Leo tuvo la sensación de que su sonrisa era diferente; parecía cansada, casi forzada. ¿Tan mal iba la fábrica? Por lo visto, sí, puesto que su padre estaba pensativo y de vez en cuando daba sorbos al vino tinto.

—No os enfadéis conmigo si me retiro. Estoy bastante cansado, he dormido poco las últimas noches.

Le acarició el pelo a Leo, saludó con la cabeza al tío Sebastian y fue hacia la abuela y Dodo para explicarles también que estaba cansado y que se iba a dormir. No dejó que su madre lo retuviese pese a los intentos de persuasión.

—No os molestéis, nos vemos mañana temprano en misa.

Cuando su madre y la tía Lisa volvieron, la abuela se tranquilizó y todos se acercaron para charlar otro poco. Leo escuchó un rato y notó cómo una profunda tristeza se apoderaba de él. La Nochebuena, de la que tanto se alegraba cuando era niño, había pasado; no tenía muchas expectativas, aunque ahora le daban ganas de llorar.

—También me voy a dormir, mamá. Buenas noches.

—¿Tan pronto, Leo? ¿No quieres quedarte otro poco con nosotros?

Dijo que estaba cansadísimo porque no había dormido la noche anterior.
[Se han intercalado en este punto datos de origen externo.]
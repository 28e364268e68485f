//! Injectable clock and local-day arithmetic.
//!
//! Every "local day" computation goes through a `chrono::TimeZone`, so tests
//! can pin both the instant and the offset.

use chrono::{
    DateTime, Duration, Local, LocalResult, NaiveDate, NaiveDateTime, NaiveTime, TimeZone,
};

/// Source of "now" in some timezone.
pub trait Clock {
    type Tz: TimeZone;

    fn now(&self) -> DateTime<Self::Tz>;
}

/// The machine clock in the machine's timezone.
#[derive(Debug, Clone, Copy, Default)]
pub struct SystemClock;

impl Clock for SystemClock {
    type Tz = Local;

    fn now(&self) -> DateTime<Local> {
        Local::now()
    }
}

/// A clock frozen at a given instant. Used in tests.
#[derive(Debug, Clone)]
pub struct FixedClock<Tz: TimeZone> {
    instant: DateTime<Tz>,
}

impl<Tz: TimeZone> FixedClock<Tz> {
    pub fn new(instant: DateTime<Tz>) -> Self {
        Self { instant }
    }

    pub fn advance(&mut self, by: Duration) {
        self.instant = self.instant.clone() + by;
    }
}

impl<Tz: TimeZone> Clock for FixedClock<Tz> {
    type Tz = Tz;

    fn now(&self) -> DateTime<Tz> {
        self.instant.clone()
    }
}

/// Map a wall-clock time in `tz` to an instant.
///
/// Ambiguous times (DST fall-back) take the earlier instant. Times inside a
/// DST gap move forward to the first valid instant after the gap.
pub fn resolve_local<Tz: TimeZone>(tz: &Tz, naive: NaiveDateTime) -> DateTime<Tz> {
    match tz.from_local_datetime(&naive) {
        LocalResult::Single(dt) => dt,
        LocalResult::Ambiguous(earliest, _) => earliest,
        LocalResult::None => {
            // Gaps are at most a few hours; probe forward minute by minute
            // from the gap and fall back to reading the wall time as UTC.
            (1..=24 * 60)
                .find_map(|m| tz.from_local_datetime(&(naive + Duration::minutes(m))).earliest())
                .unwrap_or_else(|| tz.from_utc_datetime(&naive))
        }
    }
}

/// Local midnight starting `date` in `tz`.
pub fn midnight<Tz: TimeZone>(tz: &Tz, date: NaiveDate) -> DateTime<Tz> {
    resolve_local(tz, date.and_time(NaiveTime::MIN))
}

/// Local midnight of the day containing `instant`.
pub fn start_of_day<Tz: TimeZone>(instant: &DateTime<Tz>) -> DateTime<Tz> {
    midnight(&instant.timezone(), instant.date_naive())
}

/// Local midnight of the day after the one containing `instant`.
///
/// Computed from the calendar date, not by adding 24 hours, so DST days
/// keep their true length.
pub fn start_of_next_day<Tz: TimeZone>(instant: &DateTime<Tz>) -> DateTime<Tz> {
    let next = instant
        .date_naive()
        .succ_opt()
        .unwrap_or(NaiveDate::MAX);
    midnight(&instant.timezone(), next)
}

/// Combine a local date and time entered in a form into an instant.
pub fn local_instant<Tz: TimeZone>(tz: &Tz, date: NaiveDate, time: NaiveTime) -> DateTime<Tz> {
    resolve_local(tz, date.and_time(time))
}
Sonó poco convincente y su madre volvió a poner cara de preocupación, pero dejó que se fuera. Salió al pasillo y se detuvo ante las escaleras para volver a mirar el vestíbulo.
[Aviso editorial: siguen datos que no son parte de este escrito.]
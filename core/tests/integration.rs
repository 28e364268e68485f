//! Full lifecycle tests against the live mock server.
//!
//! # Design
//! Starts the mock server on a random port, then exercises every client
//! operation over real HTTP: once synchronously with ureq executing the
//! `PetClient` requests, once through the async `ApiClient` on reqwest.

use chrono::{Duration, FixedOffset, TimeZone, Utc};
use pet_scheduler_core::views::{DashboardState, NewTaskView, PetForm, PetsView};
use pet_scheduler_core::{
    ApiClient, ApiError, Category, Clock, FixedClock, HttpMethod, HttpResponse, NewPet, NewTask,
    PetClient, ReqwestTransport, Species, TaskStatus, Transport, WeekStart,
};

/// Execute an `HttpRequest` using ureq and return an `HttpResponse`.
///
/// Disables ureq's automatic status-code-as-error behavior so 4xx/5xx
/// responses are returned as data rather than `Err`, letting the core
/// client handle status interpretation.
fn execute(req: pet_scheduler_core::HttpRequest) -> HttpResponse {
    let agent = ureq::Agent::config_builder()
        .http_status_as_error(false)
        .build()
        .new_agent();

    let mut response = match (req.method, req.body) {
        (HttpMethod::Get, _) => agent.get(&req.path).call(),
        (HttpMethod::Delete, _) => agent.delete(&req.path).call(),
        (HttpMethod::Post, Some(body)) => {
            agent.post(&req.path).content_type("application/json").send(body.as_bytes())
        }
        (HttpMethod::Post, None) => agent.post(&req.path).send_empty(),
        (HttpMethod::Put, Some(body)) => {
            agent.put(&req.path).content_type("application/json").send(body.as_bytes())
        }
        (HttpMethod::Put, None) => agent.put(&req.path).send_empty(),
        (HttpMethod::Patch, Some(body)) => {
            agent.patch(&req.path).content_type("application/json").send(body.as_bytes())
        }
        (HttpMethod::Patch, None) => agent.patch(&req.path).send_empty(),
    }
    .expect("HTTP transport error");

    let status = response.status().as_u16();
    let body = response.body_mut().read_to_string().unwrap_or_default();

    HttpResponse {
        status,
        headers: Vec::new(),
        body,
    }
}

/// Start the mock server on its own thread and return its API base URL.
fn spawn_server() -> String {
    let std_listener = std::net::TcpListener::bind("127.0.0.1:0").unwrap();
    let addr = std_listener.local_addr().unwrap();
    std_listener.set_nonblocking(true).unwrap();

    std::thread::spawn(move || {
        let rt = tokio::runtime::Builder::new_current_thread()
            .enable_all()
            .build()
            .unwrap();
        rt.block_on(async {
            let listener = tokio::net::TcpListener::from_std(std_listener).unwrap();
            mock_server::run(listener).await
        })
        .unwrap();
    });

    format!("http://{addr}/api")
}

#[test]
fn crud_lifecycle() {
    let client = PetClient::new(&spawn_server());

    // Step 1: list pets — should be empty.
    let pets = client.parse_list_pets(execute(client.build_list_pets())).unwrap();
    assert!(pets.is_empty(), "expected no pets");

    // Step 2: create a pet.
    let input = NewPet {
        name: "Rex".to_string(),
        species: Species::Dog,
        notes: String::new(),
    };
    let req = client.build_create_pet(&input).unwrap();
    let rex = client.parse_create_pet(execute(req)).unwrap();
    assert_eq!(rex.name, "Rex");

    // Step 3: listing twice without a mutation is idempotent.
    let first = client.parse_list_pets(execute(client.build_list_pets())).unwrap();
    let second = client.parse_list_pets(execute(client.build_list_pets())).unwrap();
    assert_eq!(first, second);
    assert_eq!(first, vec![rex.clone()]);

    // Step 4: full-replace update.
    let input = NewPet {
        name: "Rex".to_string(),
        species: Species::Dog,
        notes: "good boy".to_string(),
    };
    let req = client.build_update_pet(rex.id, &input).unwrap();
    let updated = client.parse_update_pet(execute(req)).unwrap();
    assert_eq!(updated.notes.as_deref(), Some("good boy"));
    let fetched = client.parse_get_pet(execute(client.build_get_pet(rex.id))).unwrap();
    assert_eq!(fetched, updated);

    // Step 5: create a task; the server assigns id and pending status.
    let due_at = Utc.with_ymd_and_hms(2025, 8, 20, 9, 0, 0).unwrap();
    let input = NewTask {
        pet_id: rex.id,
        title: "Walk".to_string(),
        category: Category::Walk,
        due_at,
        notes: String::new(),
    };
    let req = client.build_create_task(&input).unwrap();
    let task = client.parse_create_task(execute(req)).unwrap();
    assert_eq!(task.status, TaskStatus::Pending);

    // Step 6: a range covering due_at includes it; one ending before it does not.
    let req = client.build_list_tasks(Some(due_at - Duration::days(1)), Some(due_at));
    let tasks = client.parse_list_tasks(execute(req)).unwrap();
    assert_eq!(tasks.len(), 1);
    assert_eq!(tasks[0].id, task.id);
    assert_eq!(tasks[0].pet_id, input.pet_id);
    assert_eq!(tasks[0].title, input.title);
    assert_eq!(tasks[0].category, input.category);
    assert_eq!(tasks[0].due_at, input.due_at);
    let req = client.build_list_tasks(
        Some(due_at - Duration::days(1)),
        Some(due_at - Duration::milliseconds(1)),
    );
    assert!(client.parse_list_tasks(execute(req)).unwrap().is_empty());

    // Step 7: toggle done then pending returns the task to its original state.
    let req = client.build_update_task_status(task.id, TaskStatus::Done).unwrap();
    let done = client.parse_update_task_status(execute(req)).unwrap();
    assert_eq!(done.status, TaskStatus::Done);
    let req = client.build_update_task_status(task.id, TaskStatus::Pending).unwrap();
    let back = client.parse_update_task_status(execute(req)).unwrap();
    assert_eq!(back, task);

    // Step 8: a task for a missing pet is rejected with the server's text.
    let bad = NewTask { pet_id: 999, ..input.clone() };
    let err = client
        .parse_create_task(execute(client.build_create_task(&bad).unwrap()))
        .unwrap_err();
    assert_eq!(err.status(), Some(400));
    assert!(err.to_string().contains("pet not found"));

    // Step 9: deleting the pet cascades to its tasks.
    assert!(client.parse_delete_pet(execute(client.build_delete_pet(rex.id))).unwrap());
    let tasks = client.parse_list_tasks(execute(client.build_list_tasks(None, None))).unwrap();
    assert!(tasks.iter().all(|t| t.pet_id != rex.id));
    let err = client.parse_get_task(execute(client.build_get_task(task.id))).unwrap_err();
    assert!(err.is_not_found());

    // Step 10: delete again — not found, body surfaced.
    let err = client
        .parse_delete_pet(execute(client.build_delete_pet(rex.id)))
        .unwrap_err();
    assert!(matches!(err, ApiError::HttpError { status: 404, .. }));
    assert!(err.to_string().contains("not found"));

    // Step 11: status patch on the deleted task keeps the generic message.
    let req = client.build_update_task_status(task.id, TaskStatus::Done).unwrap();
    let err = client.parse_update_task_status(execute(req)).unwrap_err();
    assert_eq!(err.to_string(), "Failed to update status");
}

#[tokio::test(flavor = "multi_thread")]
async fn pages_against_live_server() {
    let listener = tokio::net::TcpListener::bind("127.0.0.1:0").await.unwrap();
    let addr = listener.local_addr().unwrap();
    tokio::spawn(mock_server::run(listener));

    let client = PetClient::new(&format!("http://{addr}/api"));
    let api = ApiClient::new(client.clone(), ReqwestTransport::default());
    let raw = api
        .transport()
        .execute(client.build_list_pets())
        .await
        .unwrap();
    assert_eq!(raw.status, 200);
    assert_eq!(raw.body, "[]");
    assert!(raw.headers.is_empty());

    let tz = FixedOffset::east_opt(2 * 3600).unwrap();
    let mut clock = FixedClock::new(tz.with_ymd_and_hms(2025, 8, 20, 8, 0, 0).unwrap());

    // Pets page: create one pet.
    let mut pets = PetsView::new();
    assert!(pets.load(&api).await);
    assert!(pets.pets.is_empty());
    pets.draft = PetForm {
        name: "Mia".to_string(),
        species: Species::Cat,
        notes: String::new(),
    };
    assert!(pets.create(&api).await);
    assert_eq!(pets.pets.len(), 1);
    let mia = pets.pets[0].clone();

    // New task page: 09:00 local today, for the preselected pet.
    let mut new_task = NewTaskView::new(&clock);
    assert!(new_task.load_pets(&api).await);
    assert_eq!(new_task.form.pet_id, Some(mia.id));
    new_task.form.title = "Pill".to_string();
    new_task.form.category = Category::Med;
    new_task.form.time = "09:00".to_string();
    let created = new_task.submit(&api).await.expect("task created");
    assert_eq!(created.due_at, Utc.with_ymd_and_hms(2025, 8, 20, 7, 0, 0).unwrap());

    // Dashboard: task shows up today, overdue once its time has passed.
    let mut dashboard = DashboardState::new(&clock, WeekStart::Monday);
    assert!(dashboard.load(&api).await);
    assert!(dashboard.error.is_none());
    assert_eq!(dashboard.events.len(), 1);
    let today = dashboard.today(&clock.now());
    assert_eq!(today.len(), 1);
    assert!(!today[0].overdue);

    clock.advance(Duration::hours(6));
    let today = dashboard.today(&clock.now());
    assert!(today[0].overdue);

    assert!(dashboard.toggle(&api, created.id).await);
    let today = dashboard.today(&clock.now());
    assert_eq!(today[0].task.status, TaskStatus::Done);
    assert!(!today[0].overdue);

    // Deleting the pet empties the dashboard after a reload.
    assert!(pets.delete(&api, mia.id).await);
    assert!(dashboard.load(&api).await);
    assert!(dashboard.tasks.is_empty());
}

#[tokio::test]
async fn unreachable_server_is_a_network_failure() {
    // Bind then drop to get a port nothing listens on.
    let port = std::net::TcpListener::bind("127.0.0.1:0")
        .unwrap()
        .local_addr()
        .unwrap()
        .port();
    let api = ApiClient::new(
        PetClient::new(&format!("http://127.0.0.1:{port}/api")),
        ReqwestTransport::default(),
    );
    let err = api.list_pets().await.unwrap_err();
    assert!(matches!(err, ApiError::NetworkFailure(_)));
    assert!(err.is_retryable());
}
No fue buena idea. La débil y lechosa luz de la luna penetraba por una ventana y hacía que todo pareciese irreal, como en un sueño. Una estrella dorada resplandeció un momento en el seco ramaje del abeto, los muebles antiguos estaban allí como extrañas reliquias del pasado, una silla caída en la que nadie había reparado aún tenía las patas hacia arriba, como un animal mitológico muerto. ¿De verdad era el vestíbulo de la villa de las telas, el que conocía como la palma de la mano desde la infancia? En ese instante le pareció una tierra desconocida llena de oscuros secretos y peligros. ¿No se acababa de mover algo debajo del ramaje? ¿Un ratón? ¿Una sombra? ¿La luz azulada de la luna que tomaba cuerpo en el crepúsculo, que se convertía en un tintineo delicado e irreal? Un sonido en el que se mezclaba una melodía, triste y pesada primero, luego más suave, ascendente, reluciente como la luz de la luna…
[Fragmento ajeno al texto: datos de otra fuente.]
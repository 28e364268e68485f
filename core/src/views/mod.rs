//! Per-view state owned by each page.
//!
//! # Design
//! Each page owns one state struct; nothing is shared between pages and
//! every page re-fetches when it is created. Async work is tied to the
//! page's `ViewLifetime`:
//!
//! - `begin_load` hands out a `LoadTicket` with a fresh generation. Only the
//!   newest load may write its result back; older ones are dropped.
//! - Unmounting (through a `ViewHandle`, or by dropping the state) cancels
//!   the lifetime's token. In-flight requests raced through
//!   `LoadTicket::run` resolve to `None` and their results never land.
//!
//! Errors are caught at the view boundary and stored as the message the
//! page renders inline. Nothing is retried.

pub mod dashboard;
pub mod new_task;
pub mod pets;

use std::future::Future;

use tokio_util::sync::CancellationToken;

pub use dashboard::{DashboardState, TodayEntry};
pub use new_task::{NewTaskForm, NewTaskView};
pub use pets::{PetEdit, PetForm, PetsView};

/// Permission to write one async result back into a view.
#[derive(Debug, Clone)]
pub struct LoadTicket {
    generation: u64,
    cancel: CancellationToken,
}

impl LoadTicket {
    pub fn is_cancelled(&self) -> bool {
        self.cancel.is_cancelled()
    }

    /// Drive `fut` unless the view goes away first.
    pub async fn run<F: Future>(&self, fut: F) -> Option<F::Output> {
        tokio::select! {
            biased;
            _ = self.cancel.cancelled() => None,
            out = fut => Some(out),
        }
    }
}

/// Detached handle the page owner keeps to unmount a view.
#[derive(Debug, Clone)]
pub struct ViewHandle {
    token: CancellationToken,
}

impl ViewHandle {
    pub fn unmount(&self) {
        self.token.cancel();
    }
}

/// Mount state of one view.
#[derive(Debug)]
pub struct ViewLifetime {
    token: CancellationToken,
    generation: u64,
}

impl Default for ViewLifetime {
    fn default() -> Self {
        Self::new()
    }
}

impl ViewLifetime {
    pub fn new() -> Self {
        Self {
            token: CancellationToken::new(),
            generation: 0,
        }
    }

    pub fn handle(&self) -> ViewHandle {
        ViewHandle {
            token: self.token.clone(),
        }
    }

    pub fn is_mounted(&self) -> bool {
        !self.token.is_cancelled()
    }

    pub fn unmount(&self) {
        self.token.cancel();
    }

    /// Start a load that supersedes every earlier one.
    pub fn begin_load(&mut self) -> LoadTicket {
        self.generation += 1;
        LoadTicket {
            generation: self.generation,
            cancel: self.token.child_token(),
        }
    }

    /// Ticket for a mutation. It does not supersede loads in flight.
    pub fn mutation(&self) -> LoadTicket {
        LoadTicket {
            generation: self.generation,
            cancel: self.token.child_token(),
        }
    }

    /// Whether a load's result may still be written.
    pub fn is_current(&self, ticket: &LoadTicket) -> bool {
        self.is_mounted() && !ticket.is_cancelled() && ticket.generation == self.generation
    }
}

impl Drop for ViewLifetime {
    fn drop(&mut self) {
        self.token.cancel();
    }
}
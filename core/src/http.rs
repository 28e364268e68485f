//! HTTP transport types for the host-does-IO pattern.
//!
//! # Design
//! Requests and responses are plain data. `PetClient` builds `HttpRequest`
//! values and parses `HttpResponse` values without touching the network;
//! whoever holds a transport (the async `ApiClient`, or a test harness)
//! executes the exchange in between.

/// HTTP method for a request.
#[derive(Debug, Clone, Copy, PartialEq, Eq)]
pub enum HttpMethod {
    Get,
    Post,
    Put,
    Patch,
    Delete,
}

impl HttpMethod {
    pub fn as_str(&self) -> &'static str {
        match self {
            HttpMethod::Get => "GET",
            HttpMethod::Post => "POST",
            HttpMethod::Put => "PUT",
            HttpMethod::Patch => "PATCH",
            HttpMethod::Delete => "DELETE",
        }
    }
}

/// An HTTP request described as plain data.
///
/// `path` is the absolute URL, query string included.
#[derive(Debug, Clone, PartialEq, Eq)]
pub struct HttpRequest {
    pub method: HttpMethod,
    pub path: String,
    pub headers: Vec<(String, String)>,
    pub body: Option<String>,
}

/// An HTTP response described as plain data.
#[derive(Debug, Clone)]
pub struct HttpResponse {
    pub status: u16,
    pub headers: Vec<(String, String)>,
    pub body: String,
}

impl HttpResponse {
    pub fn is_success(&self) -> bool {
        (200..300).contains(&self.status)
    }
}
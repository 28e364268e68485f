//! Deployment configuration.

use crate::calendar::WeekStart;

pub const API_URL_VAR: &str = "PET_SCHEDULER_API_URL";
pub const DEFAULT_API_URL: &str = "http://127.0.0.1:5000/api";

/// Chosen at deployment; not changeable from a running session.
pub const DEFAULT_WEEK_START: WeekStart = WeekStart::Sunday;

#[derive(Debug, Clone, PartialEq, Eq)]
pub struct Config {
    pub api_url: String,
    pub week_start: WeekStart,
}

impl Default for Config {
    fn default() -> Self {
        Self {
            api_url: DEFAULT_API_URL.to_string(),
            week_start: DEFAULT_WEEK_START,
        }
    }
}

impl Config {
    pub fn from_env() -> Self {
        Self::from_lookup(|key| std::env::var(key).ok())
    }

    /// Build from an arbitrary variable source. Blank values count as unset.
    pub fn from_lookup<F>(lookup: F) -> Self
    where
        F: Fn(&str) -> Option<String>,
    {
        let api_url = lookup(API_URL_VAR)
            .map(|v| v.trim().to_string())
            .filter(|v| !v.is_empty())
            .unwrap_or_else(|| DEFAULT_API_URL.to_string());
        Self {
            api_url,
            ..Self::default()
        }
    }
}

#[cfg(test)]
mod tests {
    use super::*;

    #[test]
    fn unset_url_uses_default() {
        let config = Config::from_lookup(|_| None);
        assert_eq!(config.api_url, "http://127.0.0.1:5000/api");
        assert_eq!(config.week_start, WeekStart::Sunday);
    }

    #[test]
    fn blank_url_uses_default() {
        let config = Config::from_lookup(|_| Some("  ".to_string()));
        assert_eq!(config.api_url, DEFAULT_API_URL);
    }

    #[test]
    fn url_is_read_from_lookup() {
        let config = Config::from_lookup(|key| {
            (key == API_URL_VAR).then(|| "https://pets.example.com/api".to_string())
        });
        assert_eq!(config.api_url, "https://pets.example.com/api");
    }
}
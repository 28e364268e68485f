//! Error types for the pet scheduler client.
//!
//! # Design
//! Network failures, HTTP rejections and form validation failures are kept
//! apart so callers can tell a retryable failure from one the user must fix.
//! `HttpError::body` carries whatever message the failing operation surfaces:
//! the response text for pet mutations, a fixed string for list and status
//! calls. Its `Display` is exactly that message.

use std::fmt;

/// A form field that failed client-side validation.
#[derive(Debug, Clone, Copy, PartialEq, Eq)]
pub enum Field {
    Title,
    Pet,
    DueAt,
    PetName,
}

impl fmt::Display for Field {
    fn fmt(&self, f: &mut fmt::Formatter<'_>) -> fmt::Result {
        let msg = match self {
            Field::Title => "Please enter a title.",
            Field::Pet => "Please select a pet.",
            Field::DueAt => "Please select date and time.",
            Field::PetName => "Please enter a pet name.",
        };
        f.write_str(msg)
    }
}

#[derive(Debug, Clone, PartialEq, Eq, thiserror::Error)]
pub enum ApiError {
    /// The transport could not complete the exchange (connect, timeout, reset).
    #[error("network failure: {0}")]
    NetworkFailure(String),

    /// The server answered with a non-success status.
    #[error("{body}")]
    HttpError { status: u16, body: String },

    /// A form field was missing or malformed; nothing was sent.
    #[error("{field}")]
    ValidationError { field: Field },

    /// The response body could not be deserialized into the expected type.
    #[error("deserialization failed: {0}")]
    DeserializationError(String),

    /// The request payload could not be serialized to JSON.
    #[error("serialization failed: {0}")]
    SerializationError(String),
}

impl ApiError {
    pub fn status(&self) -> Option<u16> {
        match self {
            ApiError::HttpError { status, .. } => Some(*status),
            _ => None,
        }
    }

    pub fn is_not_found(&self) -> bool {
        self.status() == Some(404)
    }

    /// Whether repeating the same request unchanged might succeed.
    pub fn is_retryable(&self) -> bool {
        match self {
            ApiError::NetworkFailure(_) => true,
            ApiError::HttpError { status, .. } => *status >= 500,
            _ => false,
        }
    }

    /// The message to show the user, or `fallback` when the server sent none.
    pub fn message_or(&self, fallback: &str) -> String {
        let msg = self.to_string();
        if msg.trim().is_empty() {
            fallback.to_string()
        } else {
            msg
        }
    }
}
«Basta», decidió, y se golpeó las orejas. «¡Se acabó!» Se dio la vuelta, corrió por las escaleras hasta la segunda planta y entró en su cuarto. No supo explicarse cómo acabaron las hojas de música en el escritorio y él con un lápiz en la mano trazando como poseído varias claves. Primera voz, segunda voz. Aún faltaba el bajo, pero antes de nada tenía que sacarse esa melodía de la cabeza. De la cabeza al papel. Muy fácil. Era la solución. Anotarla. Solo así se desharía de esos molestos sonidos.